> REQUIRED WORK
Restate word for word the lines of the entries below, starting with the line that holds "let unscaled = i128::from_be_bytes(buf);" and ending with the line that holds "let buf = state.read_const_size_buf::<12>()?;", and no others.

Top of EXTRACTED INFORMATION

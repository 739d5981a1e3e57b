//! Schema-driven decoding into [`Value`]s

use super::{Duration, UnionValue, Value};

use crate::{
	de::{
		read::{ReadSlice, ReaderRead},
		DeError, DeserializerState,
	},
	schema::frozen::{DecimalRepr, FieldAction, Node, Schema},
};

use serde::de::Error as _;

/// Decode one datum from an `impl BufRead` into a [`Value`]
///
/// A stream that is already exhausted when the datum starts decodes to
/// `Ok(None)` (this is how a reader consumes a stream of concatenated
/// datums until the end); a stream that ends in the middle of a datum is an
/// error.
pub fn read_datum<R>(reader: R, schema: &Schema) -> Result<Option<Value>, DeError>
where
	R: std::io::BufRead,
{
	let mut reader_read = ReaderRead::new(reader);
	if std::io::BufRead::fill_buf(&mut reader_read)
		.map_err(DeError::io)?
		.is_empty()
	{
		return Ok(None);
	}
	let mut state = DeserializerState::new(reader_read, schema);
	read_value(&mut state, schema.root(), 0).map(Some)
}

/// Decode one datum from a slice into a [`Value`]
pub fn read_datum_slice(slice: &[u8], schema: &Schema) -> Result<Value, DeError> {
	let mut state = DeserializerState::from_slice(slice, schema);
	read_value(&mut state, schema.root(), 0)
}

pub(crate) fn read_value<'de, 's, R>(
	state: &mut DeserializerState<'s, R>,
	node: &'s Node,
	depth: usize,
) -> Result<Value, DeError>
where
	R: ReadSlice<'de>,
{
	if depth > state.config().allowed_depth {
		return Err(DeError::new(
			"Datum is deeper than the configured maximum depth",
		));
	}
	Ok(match *node {
		Node::Null => Value::Null,
		Node::Boolean => {
			Value::Boolean(state.read_slice(1, |s: &[u8]| match s[0] {
				0 => Ok(false),
				1 => Ok(true),
				other => Err(DeError::custom(format_args!(
					"Invalid byte value when deserializing boolean: {:?}",
					other
				))),
			})?)
		}
		Node::Int => Value::Int(state.read_varint()?),
		Node::Long => Value::Long(state.read_varint()?),
		Node::Float => Value::Float(f32::from_le_bytes(state.read_const_size_buf()?)),
		Node::Double => Value::Double(f64::from_le_bytes(state.read_const_size_buf()?)),
		Node::Bytes => Value::Bytes(read_length_delimited(state)?),
		Node::String => Value::String(read_string(state)?),
		Node::Array(items) => {
			let items = state.config().schema.node(items);
			let mut values = Vec::new();
			read_blocks(state, |state| {
				values.push(read_value(state, items, depth + 1)?);
				Ok(())
			})?;
			Value::Array(values)
		}
		Node::Map(map_values) => {
			let map_values = state.config().schema.node(map_values);
			let mut entries = std::collections::HashMap::new();
			read_blocks(state, |state| {
				let key = read_string(state)?;
				let value = read_value(state, map_values, depth + 1)?;
				entries.insert(key, value);
				Ok(())
			})?;
			Value::Map(entries)
		}
		Node::Union(ref union) => {
			let discriminant: i64 = state.read_varint()?;
			let branch: usize = discriminant
				.try_into()
				.map_err(|e| DeError::custom(format_args!("Invalid discriminant in stream: {e}")))?;
			let &variant_key = union
				.variants
				.get(branch)
				.ok_or_else(|| DeError::new("Could not find union discriminant in schema"))?;
			let variant_node = state.config().schema.node(variant_key);
			Value::Union(Box::new(UnionValue {
				branch,
				type_name: union.type_names[branch].clone(),
				value: read_value(state, variant_node, depth + 1)?,
			}))
		}
		Node::Record(ref record) => {
			let mut fields = Vec::with_capacity(record.fields.len());
			for field in &record.fields {
				let field_node = state.config().schema.node(field.schema);
				match field.action {
					FieldAction::Skip => {
						// Read and discard, so the stream stays aligned
						let _ = read_value(state, field_node, depth + 1)?;
					}
					FieldAction::SetDefault => {
						let default = field
							.default
							.as_ref()
							.expect("SetDefault implies a default, checked at freeze time");
						fields.push((field.name.clone(), default.clone()));
					}
					FieldAction::None => {
						fields.push((field.name.clone(), read_value(state, field_node, depth + 1)?));
					}
				}
			}
			Value::Record(fields)
		}
		Node::Enum(ref enum_) => {
			let discriminant: i64 = state.read_varint()?;
			let symbol = usize::try_from(discriminant)
				.ok()
				.and_then(|idx| enum_.symbols.get(idx))
				.ok_or_else(|| DeError::new("Could not find enum discriminant in schema"))?;
			Value::Enum(symbol.clone())
		}
		Node::Fixed(ref fixed) => {
			Value::Fixed(state.read_slice(fixed.size, |bytes: &[u8]| Ok(bytes.to_owned()))?)
		}
		Node::Decimal(ref decimal) => {
			let size = match &decimal.repr {
				DecimalRepr::Bytes => {
					let len: i64 = state.read_varint()?;
					len.try_into().map_err(|e| {
						DeError::custom(format_args!("Invalid length in stream: {e}"))
					})?
				}
				DecimalRepr::Fixed(fixed) => fixed.size,
			};
			let mut buf = [0u8; 16];
			let start = buf.len().checked_sub(size).ok_or_else(|| {
				DeError::custom(format_args!(
					"Decimals of size larger than 16 are not supported (got size {size})"
				))
			})?;
			std::io::Read::read_exact(&mut state.reader, &mut buf[start..])
				.map_err(DeError::io)?;
			if buf.get(start).map_or(false, |&v| v & 0x80 != 0) {
				for v in &mut buf[0..start] {
					*v = 0xFF;
				}
			}
			let unscaled = i128::from_be_bytes(buf);
			Value::Decimal(
				rust_decimal::Decimal::try_from_i128_with_scale(unscaled, decimal.scale).map_err(
					|e| DeError::custom(format_args!("Could not parse decimal from i128: {e}")),
				)?,
			)
		}
		Node::Uuid => Value::Uuid(read_string(state)?),
		Node::Date => Value::Date(state.read_varint()?),
		Node::TimeMillis => Value::TimeMillis(state.read_varint()?),
		Node::TimeMicros => Value::TimeMicros(state.read_varint()?),
		Node::TimestampMillis => Value::TimestampMillis(state.read_varint()?),
		Node::TimestampMicros => Value::TimestampMicros(state.read_varint()?),
		Node::Duration => {
			let buf = state.read_const_size_buf::<12>()?;
			Value::Duration(Duration {
				months: u32::from_le_bytes(buf[0..4].try_into().expect("slice is 4 bytes")),
				days: u32::from_le_bytes(buf[4..8].try_into().expect("slice is 4 bytes")),
				milliseconds: u32::from_le_bytes(buf[8..12].try_into().expect("slice is 4 bytes")),
			})
		}
	})
}

fn read_length_delimited<'de, R>(state: &mut DeserializerState<'_, R>) -> Result<Vec<u8>, DeError>
where
	R: ReadSlice<'de>,
{
	let len: i64 = state.read_varint()?;
	let len: usize = len
		.try_into()
		.map_err(|e| DeError::custom(format_args!("Invalid length in stream: {e}")))?;
	state.read_slice(len, |bytes: &[u8]| Ok(bytes.to_owned()))
}

fn read_string<'de, R>(state: &mut DeserializerState<'_, R>) -> Result<String, DeError>
where
	R: ReadSlice<'de>,
{
	let len: i64 = state.read_varint()?;
	let len: usize = len
		.try_into()
		.map_err(|e| DeError::custom(format_args!("Invalid length in stream: {e}")))?;
	state.read_slice(len, |bytes: &[u8]| {
		std::str::from_utf8(bytes)
			.map(str::to_owned)
			.map_err(|e| DeError::custom(format_args!("String is not valid utf-8: {e}")))
	})
}

/// Drive both block forms until the zero-count terminator
fn read_blocks<'de, 's, R>(
	state: &mut DeserializerState<'s, R>,
	mut read_element: impl FnMut(&mut DeserializerState<'s, R>) -> Result<(), DeError>,
) -> Result<(), DeError>
where
	R: ReadSlice<'de>,
{
	let mut total: usize = 0;
	loop {
		let count: i64 = state.read_varint()?;
		if count == 0 {
			return Ok(());
		}
		let count: u64 = if count < 0 {
			// Negative count: the block advertises its byte size next
			let _byte_size: u64 = state.read_varint()?;
			u64::from_ne_bytes(count.to_ne_bytes()).wrapping_neg()
		} else {
			count as u64
		};
		let count: usize = count
			.try_into()
			.map_err(|e| DeError::custom(format_args!("Invalid array length in stream: {e}")))?;
		total = total.saturating_add(count);
		if total > state.config().max_slice_alloc_size {
			return Err(DeError::new(
				"Exceeding maximum allowed sequence size while deserializing",
			));
		}
		for _ in 0..count {
			read_element(state)?;
		}
	}
}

Bottom of EXTRACTED INFORMATION

> SOLUTION BELOW
			let unscaled = i128::from_be_bytes(buf);
			Value::Decimal(
				rust_decimal::Decimal::try_from_i128_with_scale(unscaled, decimal.scale).map_err(
					|e| DeError::custom(format_args!("Could not parse decimal from i128: {e}")),
				)?,
			)
		}
		Node::Uuid => Value::Uuid(read_string(state)?),
		Node::Date => Value::Date(state.read_varint()?),
		Node::TimeMillis => Value::TimeMillis(state.read_varint()?),
		Node::TimeMicros => Value::TimeMicros(state.read_varint()?),
		Node::TimestampMillis => Value::TimestampMillis(state.read_varint()?),
		Node::TimestampMicros => Value::TimestampMicros(state.read_varint()?),
		Node::Duration => {
			let buf = state.read_const_size_buf::<12>()?;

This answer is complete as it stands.